Namun serentetan kasus PMI yang terjadi, baik kasus pidana, pelecehan maupun kekerasan menunjukkan bahwa bekerja sebagai PMI sangat beresiko. Selain jauh dari keluarga, pemerintah juga beberapa kali “kecolongan” dalam melakukan perlindungan terhadap PMI.

Selain itu, jika PMI melakukan pelanggaran maka hukum yang akan diberlakukan adalah hukum dari negara yang bersangkutan, kadangkala hukuman itu bisa lebih berat dari yang diterapkan di Indonesia.

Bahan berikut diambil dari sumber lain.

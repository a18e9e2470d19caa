//! Service layer providing business-oriented operations on top of models.
//! - Separates orchestration (validate, upload, persist) from data access.
//! - Reuses the entity definitions in the `models` crate.
//! - Provides clear error types and documented interfaces.

pub mod db;
pub mod errors;
pub mod listing;
pub mod media;
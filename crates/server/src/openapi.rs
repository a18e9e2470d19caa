use utoipa::OpenApi;
use utoipa::ToSchema;
use uuid::Uuid;

#[derive(ToSchema)]
pub struct HealthResponse {
    pub status: String,
}

/// Wire shape of a listing record.
#[derive(ToSchema)]
#[schema(as = Listing)]
pub struct ListingDoc {
    pub id: Uuid,
    #[schema(rename = "ownerId")]
    pub owner_id: Uuid,
    pub name: String,
    pub city: String,
    pub country: String,
    pub description: String,
    #[schema(rename = "type")]
    pub kind: String,
    #[schema(rename = "pricePerNight")]
    pub price_per_night: f64,
    pub facilities: Vec<String>,
    #[schema(rename = "imageUrls")]
    pub image_urls: Vec<String>,
    #[schema(rename = "lastUpdated")]
    pub last_updated: String,
}

#[derive(ToSchema)]
pub struct MessageResponse {
    pub message: String,
}

#[derive(OpenApi)]
#[openapi(
    paths(
        crate::routes::health,
        crate::routes::listings::create,
        crate::routes::listings::list_mine,
        crate::routes::listings::get_one,
        crate::routes::listings::update,
        crate::routes::listings::delete_mine,
    ),
    components(schemas(HealthResponse, ListingDoc, MessageResponse)),
    tags(
        (name = "listings", description = "Owner-scoped hotel listings"),
        (name = "meta", description = "Service health")
    )
)]
pub struct ApiDoc;
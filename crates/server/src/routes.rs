use axum::{
    extract::DefaultBodyLimit,
    middleware,
    routing::get,
    Json, Router,
};
use tower_http::{
    cors::CorsLayer,
    trace::{DefaultMakeSpan, DefaultOnFailure, DefaultOnRequest, DefaultOnResponse, TraceLayer},
};
use tracing::Level;
use utoipa::OpenApi;
use utoipa_swagger_ui::SwaggerUi;

use common::types::Health;

use crate::auth::{self, ServerState};
use crate::openapi;

pub mod listings;

#[utoipa::path(get, path = "/health", tag = "meta", responses((status = 200, description = "OK")))]
pub async fn health() -> Json<Health> {
    Json(Health { status: "ok" })
}

/// Build the full application router: public health/docs plus the
/// guarded listing resource. Every listing route, mutating or not, sits
/// behind the access guard; the owner always comes from the resolved
/// principal, never from the request path.
pub fn build_router(cors: CorsLayer, state: ServerState) -> Router {
    // Whole-body cap sized for a full image batch plus the text fields
    let body_limit = state.uploads.max_files * state.uploads.max_file_bytes + 1024 * 1024;

    let public = Router::new()
        .route("/health", get(health))
        .merge(SwaggerUi::new("/docs").url("/api-docs/openapi.json", openapi::ApiDoc::openapi()));

    let api = Router::new()
        .route(
            "/listings",
            get(listings::list_mine)
                .post(listings::create)
                .delete(listings::delete_mine),
        )
        .route("/listings/:id", get(listings::get_one).put(listings::update))
        .route_layer(middleware::from_fn_with_state(state.clone(), auth::require_auth))
        .layer(DefaultBodyLimit::max(body_limit));

    public
        .merge(api)
        .with_state(state)
        .layer(cors)
        .layer(
            TraceLayer::new_for_http()
                .make_span_with(
                    DefaultMakeSpan::new()
                        .level(Level::INFO)
                        .include_headers(false),
                )
                .on_request(DefaultOnRequest::new().level(Level::INFO))
                .on_response(
                    DefaultOnResponse::new()
                        .level(Level::INFO)
                        .include_headers(false),
                )
                .on_failure(DefaultOnFailure::new().level(Level::ERROR)),
        )
}
use async_trait::async_trait;
use sea_orm::DatabaseConnection;
use uuid::Uuid;

use crate::errors::ServiceError;
use crate::listing::domain::{ListingPatch, NewListing};

/// Persistence seam for listings. Every operation except `create` takes
/// the requesting owner and filters on it, so a caller can never reach
/// another host's records through this trait.
#[async_trait]
pub trait ListingRepository: Send + Sync {
    async fn create(&self, new: NewListing) -> Result<models::listing::Model, ServiceError>;
    async fn list_by_owner(&self, owner_id: Uuid) -> Result<Vec<models::listing::Model>, ServiceError>;
    async fn find_by_owner(&self, id: Uuid, owner_id: Uuid) -> Result<Option<models::listing::Model>, ServiceError>;
    async fn update_by_owner(&self, id: Uuid, owner_id: Uuid, patch: ListingPatch) -> Result<Option<models::listing::Model>, ServiceError>;
    async fn delete_all_by_owner(&self, owner_id: Uuid) -> Result<u64, ServiceError>;
}

/// SeaORM-backed repository implementation.
pub struct SeaOrmListingRepository {
    pub db: DatabaseConnection,
}

#[async_trait]
impl ListingRepository for SeaOrmListingRepository {
    async fn create(&self, new: NewListing) -> Result<models::listing::Model, ServiceError> {
        crate::db::listing_store::create_listing(&self.db, new).await
    }

    async fn list_by_owner(&self, owner_id: Uuid) -> Result<Vec<models::listing::Model>, ServiceError> {
        crate::db::listing_store::list_by_owner(&self.db, owner_id).await
    }

    async fn find_by_owner(&self, id: Uuid, owner_id: Uuid) -> Result<Option<models::listing::Model>, ServiceError> {
        crate::db::listing_store::find_by_owner(&self.db, id, owner_id).await
    }

    async fn update_by_owner(&self, id: Uuid, owner_id: Uuid, patch: ListingPatch) -> Result<Option<models::listing::Model>, ServiceError> {
        crate::db::listing_store::update_by_owner(&self.db, id, owner_id, patch).await
    }

    async fn delete_all_by_owner(&self, owner_id: Uuid) -> Result<u64, ServiceError> {
        crate::db::listing_store::delete_all_by_owner(&self.db, owner_id).await
    }
}
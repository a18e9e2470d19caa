//! Image upload pipeline. Binary payloads are encoded as data URIs and
//! pushed to the external image store concurrently; the batch either
//! yields every durable URL in input order or fails as a whole.

pub mod http_store;
pub mod local;

use std::sync::Arc;

use async_trait::async_trait;
use base64::Engine as _;
use tracing::warn;

use crate::errors::ServiceError;

/// Capability: hand binary content (as a data URI) to the external
/// object store and get back a durable retrieval URL.
#[async_trait]
pub trait ImageStore: Send + Sync {
    async fn store(&self, data_uri: String) -> Result<String, ServiceError>;
}

/// One in-memory file part as read off a multipart request.
#[derive(Debug, Clone)]
pub struct ImagePayload {
    pub content_type: String,
    pub bytes: Vec<u8>,
}

/// Batch bounds, mirrored from `configs::UploadConfig`.
#[derive(Debug, Clone, Copy)]
pub struct UploadLimits {
    pub max_files: usize,
    pub max_file_bytes: usize,
}

impl Default for UploadLimits {
    fn default() -> Self {
        Self { max_files: 6, max_file_bytes: 5 * 1024 * 1024 }
    }
}

/// Self-describing payload: `data:<mime>;base64,<content>`.
pub fn to_data_uri(content_type: &str, bytes: &[u8]) -> String {
    let b64 = base64::engine::general_purpose::STANDARD.encode(bytes);
    format!("data:{};base64,{}", content_type, b64)
}

/// Upload every payload concurrently and return the durable URLs in the
/// same order as the input. All-or-nothing: every submission is awaited,
/// and if any failed the whole batch fails — the caller must not persist
/// partial results. Siblings of a failed upload are not cancelled, so
/// already-stored objects may be orphaned; that cost is accepted.
pub async fn upload_all(
    store: Arc<dyn ImageStore>,
    files: Vec<ImagePayload>,
    limits: &UploadLimits,
) -> Result<Vec<String>, ServiceError> {
    if files.len() > limits.max_files {
        return Err(ServiceError::invalid(format!(
            "At most {} images per request",
            limits.max_files
        )));
    }
    if files.iter().any(|f| f.bytes.len() > limits.max_file_bytes) {
        return Err(ServiceError::invalid(format!(
            "Each image must be at most {} bytes",
            limits.max_file_bytes
        )));
    }

    // Dispatch every upload before awaiting any of them.
    let handles: Vec<_> = files
        .into_iter()
        .map(|file| {
            let store = Arc::clone(&store);
            tokio::spawn(async move {
                store.store(to_data_uri(&file.content_type, &file.bytes)).await
            })
        })
        .collect();

    let mut urls = Vec::with_capacity(handles.len());
    let mut first_err: Option<ServiceError> = None;
    for handle in handles {
        match handle.await {
            Ok(Ok(url)) => urls.push(url),
            Ok(Err(e)) => {
                if first_err.is_none() {
                    first_err = Some(e);
                }
            }
            Err(e) => {
                if first_err.is_none() {
                    first_err = Some(ServiceError::Upstream(format!("upload task failed: {e}")));
                }
            }
        }
    }

    if let Some(e) = first_err {
        warn!(stored = urls.len(), err = %e, "image batch failed, discarding sibling uploads");
        return Err(e);
    }
    Ok(urls)
}

#[cfg(test)]
mod tests {
    use super::*;
    use crate::media::local::LocalImageStore;

    struct RejectingStore;

    #[async_trait]
    impl ImageStore for RejectingStore {
        async fn store(&self, data_uri: String) -> Result<String, ServiceError> {
            // "YmFk" is base64 for "bad"
            if data_uri.contains("YmFk") {
                Err(ServiceError::Upstream("provider rejected payload".into()))
            } else {
                Ok("https://img.test/ok".into())
            }
        }
    }

    fn payload(bytes: &[u8]) -> ImagePayload {
        ImagePayload { content_type: "image/jpeg".into(), bytes: bytes.to_vec() }
    }

    #[test]
    fn data_uri_is_self_describing() {
        assert_eq!(to_data_uri("image/png", b"a"), "data:image/png;base64,YQ==");
    }

    #[tokio::test]
    async fn urls_come_back_in_input_order() {
        let store = Arc::new(LocalImageStore::new("https://img.local"));
        let files = vec![payload(b"img-0"), payload(b"img-1"), payload(b"img-2")];
        let expected: Vec<String> = files
            .iter()
            .map(|f| format!("https://img.local/{}", base64::engine::general_purpose::STANDARD.encode(&f.bytes)))
            .collect();
        let urls = upload_all(store, files, &UploadLimits::default()).await.unwrap();
        assert_eq!(urls, expected);
    }

    #[tokio::test]
    async fn one_failure_fails_the_whole_batch() {
        let store = Arc::new(RejectingStore);
        let files = vec![payload(b"good"), payload(b"bad"), payload(b"fine")];
        let err = upload_all(store, files, &UploadLimits::default()).await.unwrap_err();
        assert!(matches!(err, ServiceError::Upstream(_)));
    }

    #[tokio::test]
    async fn too_many_files_is_a_validation_failure() {
        let store = Arc::new(LocalImageStore::new("https://img.local"));
        let files = (0..7).map(|i| payload(format!("f{i}").as_bytes())).collect();
        let err = upload_all(Arc::clone(&store) as Arc<dyn ImageStore>, files, &UploadLimits::default())
            .await
            .unwrap_err();
        assert!(matches!(err, ServiceError::Validation(_)));
        // nothing was dispatched
        assert_eq!(store.stored(), 0);
    }

    #[tokio::test]
    async fn oversized_payload_is_a_validation_failure() {
        let store = Arc::new(LocalImageStore::new("https://img.local"));
        let limits = UploadLimits { max_files: 6, max_file_bytes: 8 };
        let files = vec![payload(b"tiny"), payload(b"way too large")];
        let err = upload_all(Arc::clone(&store) as Arc<dyn ImageStore>, files, &limits)
            .await
            .unwrap_err();
        assert!(matches!(err, ServiceError::Validation(_)));
        assert_eq!(store.stored(), 0);
    }

    #[tokio::test]
    async fn empty_batch_yields_empty_urls() {
        let store = Arc::new(LocalImageStore::new("https://img.local"));
        let urls = upload_all(store, Vec::new(), &UploadLimits::default()).await.unwrap();
        assert!(urls.is_empty());
    }
}
//! Create `listing` table.
//! Stores hotel records owned by a single host; the two array columns
//! (facilities, image URLs) are kept as JSON to preserve insertion order.
use sea_orm_migration::{prelude::*, schema::*};

#[derive(DeriveMigrationName)]
pub struct Migration;

#[async_trait::async_trait]
impl MigrationTrait for Migration {
    async fn up(&self, manager: &SchemaManager) -> Result<(), DbErr> {
        manager
            .create_table(
                Table::create()
                    .table(Listing::Table)
                    .if_not_exists()
                    .col(uuid(Listing::Id).primary_key())
                    .col(uuid(Listing::OwnerId).not_null())
                    .col(string_len(Listing::Name, 256).not_null())
                    .col(string_len(Listing::City, 128).not_null())
                    .col(string_len(Listing::Country, 128).not_null())
                    .col(text(Listing::Description).not_null())
                    .col(string_len(Listing::Kind, 64).not_null())
                    .col(double(Listing::PricePerNight).not_null())
                    .col(json(Listing::Facilities).not_null())
                    .col(json(Listing::ImageUrls).not_null())
                    .col(timestamp_with_time_zone(Listing::LastUpdated).not_null())
                    .to_owned(),
            )
            .await
    }

    async fn down(&self, manager: &SchemaManager) -> Result<(), DbErr> {
        manager.drop_table(Table::drop().table(Listing::Table).to_owned()).await
    }
}

#[derive(DeriveIden)]
enum Listing {
    Table,
    Id,
    OwnerId,
    Name,
    City,
    Country,
    Description,
    Kind,
    PricePerNight,
    Facilities,
    ImageUrls,
    LastUpdated,
}
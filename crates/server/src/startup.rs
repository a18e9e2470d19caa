use std::{env, net::SocketAddr, sync::Arc, time::Duration};

use axum::Router;
use common::utils::logging::init_logging_default;
use dotenvy::dotenv;
use tower_http::cors::CorsLayer;
use tracing::info;

use service::listing::repository::SeaOrmListingRepository;
use service::listing::service::ListingService;
use service::media::http_store::HttpImageStore;
use service::media::UploadLimits;

use crate::auth::{ServerAuthConfig, ServerState};
use crate::routes;

fn init_logging() {
    init_logging_default();
}

fn build_cors() -> CorsLayer {
    CorsLayer::very_permissive()
}

/// Load host/port from configs or env vars, with sensible fallbacks
fn load_bind_addr() -> anyhow::Result<SocketAddr> {
    let (host, port) = match configs::load_default() {
        Ok(cfg) => {
            let s = cfg.server;
            (s.host, s.port)
        }
        Err(_) => {
            let host = env::var("SERVER_HOST").unwrap_or_else(|_| "127.0.0.1".to_string());
            let port = env::var("SERVER_PORT")
                .ok()
                .and_then(|p| p.parse::<u16>().ok())
                .unwrap_or(7000);
            (host, port)
        }
    };
    Ok(format!("{}:{}", host, port).parse()?)
}

/// Public entry: build the app and run the HTTP server
pub async fn run() -> anyhow::Result<()> {
    dotenv().ok();
    init_logging();

    let mut cfg = configs::load_default().unwrap_or_default();
    cfg.image_store.normalize_from_env();
    cfg.uploads.validate()?;

    // DB pool sized and bounded by the config; the url falls back to
    // DATABASE_URL when the file carries none
    cfg.database.normalize_from_env();
    if cfg.database.url.trim().is_empty() {
        cfg.database.url = models::db::DATABASE_URL.clone();
    }
    cfg.database.validate()?;
    let db = models::db::connect(&cfg.database).await?;

    // External image store client
    if cfg.image_store.endpoint.trim().is_empty() {
        anyhow::bail!("image store endpoint missing; set [image_store].endpoint or IMAGE_STORE_URL");
    }
    let images = HttpImageStore::new(
        cfg.image_store.endpoint.clone(),
        Duration::from_secs(cfg.image_store.timeout_secs),
    )
    .map_err(|e| anyhow::anyhow!("image store client: {e}"))?;

    let uploads = UploadLimits {
        max_files: cfg.uploads.max_files_per_request,
        max_file_bytes: cfg.uploads.max_file_bytes,
    };

    let repo = SeaOrmListingRepository { db };
    let listings = Arc::new(ListingService::new(Arc::new(repo), Arc::new(images), uploads));

    // JWT secret
    let jwt_secret = env::var("JWT_SECRET").unwrap_or_else(|_| "dev-secret-change-me".to_string());
    let state = ServerState {
        listings,
        auth: ServerAuthConfig { jwt_secret },
        uploads,
    };

    // Build router
    let cors = build_cors();
    let app: Router = routes::build_router(cors, state);

    // Bind and serve
    let addr = load_bind_addr()?;
    info!(%addr, "starting listings server");
    let listener = tokio::net::TcpListener::bind(addr).await?;
    axum::serve(listener, app).await?;
    Ok(())
}
pub mod types;
pub mod utils;
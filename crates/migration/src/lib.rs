//! Migrator registering entity-specific migrations in dependency order.
//! Indexes are applied last.
pub use sea_orm_migration::prelude::*;

mod m20220101_000001_create_listing;
mod m20220101_000002_add_indexes;

pub struct Migrator;

#[async_trait::async_trait]
impl MigratorTrait for Migrator {
    fn migrations() -> Vec<Box<dyn MigrationTrait>> {
        vec![
            Box::new(m20220101_000001_create_listing::Migration),
            // Indexes should always be applied last
            Box::new(m20220101_000002_add_indexes::Migration),
        ]
    }
}
pub mod db;
pub mod errors;
pub mod listing;
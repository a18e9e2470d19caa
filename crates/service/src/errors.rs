use thiserror::Error;

/// Failure taxonomy for listing operations. Validation failures are
/// raised before any external call; `Upstream` aborts the whole request
/// before the persistence write. Authorization failures surface as 401
/// straight from the access guard and "not found" flows as `Option`
/// through the repository, so neither needs a variant here.
#[derive(Debug, Error)]
pub enum ServiceError {
    #[error("validation failed: {}", .0.join("; "))]
    Validation(Vec<String>),
    #[error("upstream unavailable: {0}")]
    Upstream(String),
    #[error("model error: {0}")]
    Model(#[from] models::errors::ModelError),
}

impl ServiceError {
    pub fn invalid(message: impl Into<String>) -> Self {
        Self::Validation(vec![message.into()])
    }
}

Kasus Tuti yang dieksekusi mati tanpa pemberitahuan dari Arab Saudi ke pemerintah Indonesia menjadi bukti nyata yang ada di hadapan kita. Sehingga menjadi PMI bisa masuk kepada kategori “kondisi tidak aman”, meskipun hal itu tidak bisa disama ratakan di semua negara.

Perlu diingat pula, apabila suami tidak mampu menafkahi istri, maka istri memiliki hak untuk meminta bercerai. Namun istri tetap diperkenankan memilih jalan lain, misalnya dengan memilih menafkahi keluarga.

Hemat penulis, jika seorang perempuan khususnya istri harus mencari nafkah, maka sebaiknya ia mencari nafkah di negaranya, selain karena lebih aman baginya, ia juga dapat berkumpul bersama keluarganya, mendidik dan melihat langsung pertumbuhan anak-anaknya.

Sebisa mungkin sebaiknya menghindari pekerjaan sebagai PMI. Semoga Allah senantiasa melapangkan rezeki untuk hamba-hambanya yang senantiasa berusaha dan berdoa.